*YOUR GOAL*.
Among the records below, find each line containing the word "InvalidInput" and copy it.

------------------------------------------------------------------------

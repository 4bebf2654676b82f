// [[AXON]]/apps/kernel-server/src/documents.rs
// Purpose: Shared-document service. Sequenced operations, vector clocks, advisory locks.
// Architecture: Domain Logic Layer
// Dependencies: repo, events

use chrono::{Duration as ChronoDuration, Utc};
use serde_json::{json, Value};
use uuid::Uuid;

use crate::error::{KernelError, KernelResult};
use crate::events::{DomainEvent, EventBus, EventTopic};
use crate::models::{DocumentOpType, DocumentOperation, SharedDocument, VectorClock, Workspace};
use crate::repo::{RepoError, Repositories};
use crate::workflow::steps::{lookup_path, set_path};

const LOCK_TTL_SECS: i64 = 300;
const APPLY_RETRIES: usize = 3;

pub struct DocumentService {
    repos: Repositories,
    events: EventBus,
}

impl DocumentService {
    pub fn new(repos: Repositories, events: EventBus) -> Self {
        DocumentService { repos, events }
    }

    pub async fn get(&self, tenant_id: Uuid, id: Uuid) -> KernelResult<SharedDocument> {
        Ok(self.repos.documents.get(tenant_id, id).await?)
    }

    pub async fn operations_since(
        &self,
        tenant_id: Uuid,
        id: Uuid,
        after_sequence: i64,
    ) -> KernelResult<Vec<DocumentOperation>> {
        Ok(self
            .repos
            .documents
            .operations_since(tenant_id, id, after_sequence)
            .await?)
    }

    /// Apply one operation. Optimistic-lock conflicts retry with a fresh
    /// read a bounded number of times; the per-document sequence makes the
    /// final ordering total regardless of which writer wins. A client that
    /// tracked its own vector clock passes it in and gets it merged.
    pub async fn apply(
        &self,
        tenant_id: Uuid,
        document_id: Uuid,
        agent_id: &str,
        op_type: DocumentOpType,
        path: &str,
        value: Value,
        client_clock: Option<&VectorClock>,
    ) -> KernelResult<DocumentOperation> {
        for attempt in 0..APPLY_RETRIES {
            let mut doc = self.repos.documents.get(tenant_id, document_id).await?;
            if doc.lock_held_by_other(agent_id, Utc::now()) {
                return Err(KernelError::Conflict(format!(
                    "document locked by {}",
                    doc.lock_owner.as_deref().unwrap_or("unknown")
                )));
            }

            apply_to_content(&mut doc.content, op_type, path, &value)?;
            if let Some(client) = client_clock {
                if client.happened_before(&doc.clock) {
                    // The edit was made against an older view; the sequence
                    // still totally orders it, but flag the concurrency.
                    tracing::debug!(
                        "document {} received an edit based on a stale clock from {}",
                        document_id,
                        agent_id
                    );
                }
                doc.clock.merge(client);
            }
            doc.clock.tick(agent_id);

            match self
                .repos
                .documents
                .apply_operation(
                    &doc,
                    doc.version,
                    op_type,
                    path,
                    &value,
                    agent_id,
                    &doc.clock,
                )
                .await
            {
                Ok(op) => {
                    self.events.publish(DomainEvent::new(
                        Some(tenant_id),
                        EventTopic::Document,
                        "document.operation",
                        json!({
                            "document_id": document_id,
                            "sequence": op.sequence,
                            "op_type": op.op_type,
                            "agent_id": agent_id,
                        }),
                    ));
                    return Ok(op);
                }
                Err(RepoError::OptimisticLock) if attempt + 1 < APPLY_RETRIES => {
                    tracing::debug!(
                        "document {} apply raced (attempt {}), re-reading",
                        document_id,
                        attempt + 1
                    );
                    continue;
                }
                Err(e) => return Err(e.into()),
            }
        }
        Err(KernelError::OptimisticLock(format!(
            "document {} contended beyond retry budget",
            document_id
        )))
    }

    pub async fn acquire_lock(
        &self,
        tenant_id: Uuid,
        document_id: Uuid,
        agent_id: &str,
    ) -> KernelResult<bool> {
        let until = Utc::now() + ChronoDuration::seconds(LOCK_TTL_SECS);
        Ok(self
            .repos
            .documents
            .acquire_lock(tenant_id, document_id, agent_id, until)
            .await?)
    }

    pub async fn release_lock(
        &self,
        tenant_id: Uuid,
        document_id: Uuid,
        agent_id: &str,
    ) -> KernelResult<()> {
        Ok(self
            .repos
            .documents
            .release_lock(tenant_id, document_id, agent_id)
            .await?)
    }

    // === SHARED CONTEXTS ===
    // A context is a shared document in the tenant's built-in context
    // workspace, addressed by a caller-chosen id.

    fn context_workspace_id(tenant_id: Uuid) -> Uuid {
        // Deterministic per tenant: v5-style derivation over the tenant id.
        Uuid::new_v5(&Uuid::NAMESPACE_OID, format!("axon-ctx-{}", tenant_id).as_bytes())
    }

    async fn ensure_context_workspace(&self, tenant_id: Uuid) -> KernelResult<Uuid> {
        let ws_id = Self::context_workspace_id(tenant_id);
        match self.repos.workspaces.get(tenant_id, ws_id).await {
            Ok(_) => Ok(ws_id),
            Err(RepoError::NotFound) => {
                let now = Utc::now();
                let ws = Workspace {
                    id: ws_id,
                    tenant_id,
                    name: "shared-contexts".to_string(),
                    members: Default::default(),
                    version: 1,
                    created_at: now,
                    updated_at: now,
                };
                match self.repos.workspaces.create(&ws).await {
                    Ok(_) => Ok(ws_id),
                    // Lost the creation race: the other writer's row serves.
                    Err(RepoError::AlreadyExists) => Ok(ws_id),
                    Err(e) => Err(e.into()),
                }
            }
            Err(e) => Err(e.into()),
        }
    }

    fn context_document_id(tenant_id: Uuid, context_id: &str) -> Uuid {
        Uuid::new_v5(
            &Uuid::NAMESPACE_OID,
            format!("axon-ctx-doc-{}-{}", tenant_id, context_id).as_bytes(),
        )
    }

    pub async fn context_get(&self, tenant_id: Uuid, context_id: &str) -> KernelResult<Value> {
        let doc_id = Self::context_document_id(tenant_id, context_id);
        match self.repos.documents.get(tenant_id, doc_id).await {
            Ok(doc) => Ok(json!({
                "context_id": context_id,
                "content": doc.content,
                "version": doc.version,
                "clock": doc.clock,
                "last_modified_by": doc.last_modified_by,
            })),
            Err(RepoError::NotFound) => Ok(json!({
                "context_id": context_id,
                "content": Value::Null,
                "version": 0,
            })),
            Err(e) => Err(e.into()),
        }
    }

    pub async fn context_update(
        &self,
        tenant_id: Uuid,
        context_id: &str,
        agent_id: &str,
        path: &str,
        value: Value,
    ) -> KernelResult<DocumentOperation> {
        let doc_id = Self::context_document_id(tenant_id, context_id);
        if let Err(RepoError::NotFound) = self.repos.documents.get(tenant_id, doc_id).await {
            let ws_id = self.ensure_context_workspace(tenant_id).await?;
            let now = Utc::now();
            let doc = SharedDocument {
                id: doc_id,
                workspace_id: ws_id,
                tenant_id,
                content: json!({}),
                content_type: "application/json".to_string(),
                clock: Default::default(),
                version: 1,
                last_sequence: 0,
                lock_owner: None,
                lock_expires_at: None,
                last_modified_by: None,
                created_at: now,
                updated_at: now,
            };
            match self.repos.documents.create(&doc).await {
                Ok(_) | Err(RepoError::AlreadyExists) => {}
                Err(e) => return Err(e.into()),
            }
        }
        self.apply(
            tenant_id,
            doc_id,
            agent_id,
            DocumentOpType::Replace,
            path,
            value,
            None,
        )
        .await
    }
}

/// Apply one operation to the document content in place.
pub fn apply_to_content(
    content: &mut Value,
    op_type: DocumentOpType,
    path: &str,
    value: &Value,
) -> KernelResult<()> {
    if path.is_empty() {
        return Err(KernelError::InvalidInput("empty operation path".into()));
    }
    match op_type {
        DocumentOpType::Insert | DocumentOpType::Replace => {
            set_path(content, path, value.clone());
            Ok(())
        }
        DocumentOpType::Delete => {
            remove_path(content, path);
            Ok(())
        }
        DocumentOpType::Move => {
            let target = value.as_str().ok_or_else(|| {
                KernelError::InvalidInput("move operation requires a target path string".into())
            })?;
            let moved = lookup_path(content, path).ok_or_else(|| {
                KernelError::InvalidInput(format!("move source '{}' does not exist", path))
            })?;
            remove_path(content, path);
            set_path(content, target, moved);
            Ok(())
        }
    }
}

fn remove_path(content: &mut Value, path: &str) {
    let segments: Vec<&str> = path.split('.').collect();
    let mut current = content;
    for (i, segment) in segments.iter().enumerate() {
        if i == segments.len() - 1 {
            if let Some(map) = current.as_object_mut() {
                map.remove(*segment);
            }
            return;
        }
        match current.get_mut(*segment) {
            Some(next) => current = next,
            None => return,
        }
    }
}

#[cfg(test)]
mod tests {
    use super::*;

    #[test]
    fn insert_and_replace_set_nested_values() {
        let mut content = json!({});
        apply_to_content(&mut content, DocumentOpType::Insert, "a.b", &json!(1)).unwrap();
        assert_eq!(content, json!({"a": {"b": 1}}));
        apply_to_content(&mut content, DocumentOpType::Replace, "a.b", &json!(2)).unwrap();
        assert_eq!(content["a"]["b"], 2);
    }

    #[test]
    fn delete_removes_leaf() {
        let mut content = json!({"a": {"b": 1, "c": 2}});
        apply_to_content(&mut content, DocumentOpType::Delete, "a.b", &Value::Null).unwrap();
        assert_eq!(content, json!({"a": {"c": 2}}));
        // Deleting a missing path is a no-op, not an error.
        apply_to_content(&mut content, DocumentOpType::Delete, "x.y", &Value::Null).unwrap();
    }

    #[test]
    fn move_relocates_subtree() {
        let mut content = json!({"draft": {"title": "hello"}});
        apply_to_content(
            &mut content,
            DocumentOpType::Move,
            "draft",
            &json!("published"),
        )
        .unwrap();
        assert_eq!(content, json!({"published": {"title": "hello"}}));
    }

    #[test]
    fn move_of_missing_source_errors() {
        let mut content = json!({});
        let err =
            apply_to_content(&mut content, DocumentOpType::Move, "ghost", &json!("x")).unwrap_err();
        assert_eq!(err.kind(), "invalid-input");
    }

    #[test]
    fn empty_path_rejected() {
        let mut content = json!({});
        let err =
            apply_to_content(&mut content, DocumentOpType::Insert, "", &json!(1)).unwrap_err();
        assert_eq!(err.kind(), "invalid-input");
    }

    #[test]
    fn context_ids_are_deterministic_and_tenant_scoped() {
        let t1 = Uuid::new_v4();
        let t2 = Uuid::new_v4();
        assert_eq!(
            DocumentService::context_document_id(t1, "shared"),
            DocumentService::context_document_id(t1, "shared")
        );
        assert_ne!(
            DocumentService::context_document_id(t1, "shared"),
            DocumentService::context_document_id(t2, "shared")
        );
        assert_ne!(
            DocumentService::context_document_id(t1, "a"),
            DocumentService::context_document_id(t1, "b")
        );
    }
}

------------------------------------------------------------------------

*SOLVED EXERCISE*.
        return Err(KernelError::InvalidInput("empty operation path".into()));
                KernelError::InvalidInput("move operation requires a target path string".into())
                KernelError::InvalidInput(format!("move source '{}' does not exist", path))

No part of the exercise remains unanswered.